● **TASK ITEM**: Scan the lines below for the word "super". Copy each line you find it in.

● **AVAILABLE DATA**:
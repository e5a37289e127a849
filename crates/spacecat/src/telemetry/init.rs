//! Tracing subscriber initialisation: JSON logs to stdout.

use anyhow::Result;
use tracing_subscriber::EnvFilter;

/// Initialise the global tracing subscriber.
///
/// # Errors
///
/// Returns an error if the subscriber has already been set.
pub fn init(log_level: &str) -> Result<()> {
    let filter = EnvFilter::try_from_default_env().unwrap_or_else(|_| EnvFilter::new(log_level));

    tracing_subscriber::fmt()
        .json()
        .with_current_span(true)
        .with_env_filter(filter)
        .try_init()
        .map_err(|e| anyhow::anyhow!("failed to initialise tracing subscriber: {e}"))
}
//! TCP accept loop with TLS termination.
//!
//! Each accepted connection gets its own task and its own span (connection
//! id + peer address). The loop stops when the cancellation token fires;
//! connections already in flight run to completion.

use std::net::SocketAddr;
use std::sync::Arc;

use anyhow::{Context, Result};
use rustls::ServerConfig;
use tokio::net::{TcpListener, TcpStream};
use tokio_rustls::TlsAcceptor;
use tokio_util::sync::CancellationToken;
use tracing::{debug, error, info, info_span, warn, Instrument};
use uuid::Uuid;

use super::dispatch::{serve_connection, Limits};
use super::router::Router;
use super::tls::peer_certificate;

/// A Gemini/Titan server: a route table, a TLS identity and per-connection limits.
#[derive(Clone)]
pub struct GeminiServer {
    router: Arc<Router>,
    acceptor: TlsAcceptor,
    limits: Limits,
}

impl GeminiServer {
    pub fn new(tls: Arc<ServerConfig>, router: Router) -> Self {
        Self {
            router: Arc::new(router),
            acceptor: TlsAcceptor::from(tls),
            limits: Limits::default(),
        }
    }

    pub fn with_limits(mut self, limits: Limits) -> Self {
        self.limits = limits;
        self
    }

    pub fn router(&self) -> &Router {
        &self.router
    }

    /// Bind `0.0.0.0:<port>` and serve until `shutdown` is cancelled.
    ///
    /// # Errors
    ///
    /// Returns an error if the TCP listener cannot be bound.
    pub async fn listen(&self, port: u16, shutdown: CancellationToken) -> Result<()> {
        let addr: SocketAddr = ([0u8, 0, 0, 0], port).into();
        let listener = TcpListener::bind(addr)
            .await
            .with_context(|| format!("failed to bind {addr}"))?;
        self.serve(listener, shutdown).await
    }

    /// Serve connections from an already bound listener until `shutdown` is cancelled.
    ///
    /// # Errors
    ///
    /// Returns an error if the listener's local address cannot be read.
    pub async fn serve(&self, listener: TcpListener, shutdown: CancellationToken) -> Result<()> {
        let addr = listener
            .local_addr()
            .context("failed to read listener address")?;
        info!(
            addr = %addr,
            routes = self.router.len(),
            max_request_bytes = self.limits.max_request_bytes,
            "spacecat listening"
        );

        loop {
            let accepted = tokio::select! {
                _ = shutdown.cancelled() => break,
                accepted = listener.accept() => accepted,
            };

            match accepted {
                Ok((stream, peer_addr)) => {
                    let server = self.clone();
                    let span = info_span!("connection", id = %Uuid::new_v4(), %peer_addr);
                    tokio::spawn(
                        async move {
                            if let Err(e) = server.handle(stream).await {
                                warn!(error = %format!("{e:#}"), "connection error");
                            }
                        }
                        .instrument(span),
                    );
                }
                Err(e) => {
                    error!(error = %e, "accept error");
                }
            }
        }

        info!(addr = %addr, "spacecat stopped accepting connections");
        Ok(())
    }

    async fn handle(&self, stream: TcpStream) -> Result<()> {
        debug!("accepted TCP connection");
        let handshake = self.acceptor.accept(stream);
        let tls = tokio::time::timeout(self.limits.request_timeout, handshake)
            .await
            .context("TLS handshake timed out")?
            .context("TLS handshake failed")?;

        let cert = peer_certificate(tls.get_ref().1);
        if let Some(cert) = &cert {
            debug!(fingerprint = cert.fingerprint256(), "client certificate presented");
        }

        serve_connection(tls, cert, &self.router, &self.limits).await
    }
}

● **ANSWER TO THE PROBLEM**:
use super::dispatch::{serve_connection, Limits};
use super::router::Router;
use super::tls::peer_certificate;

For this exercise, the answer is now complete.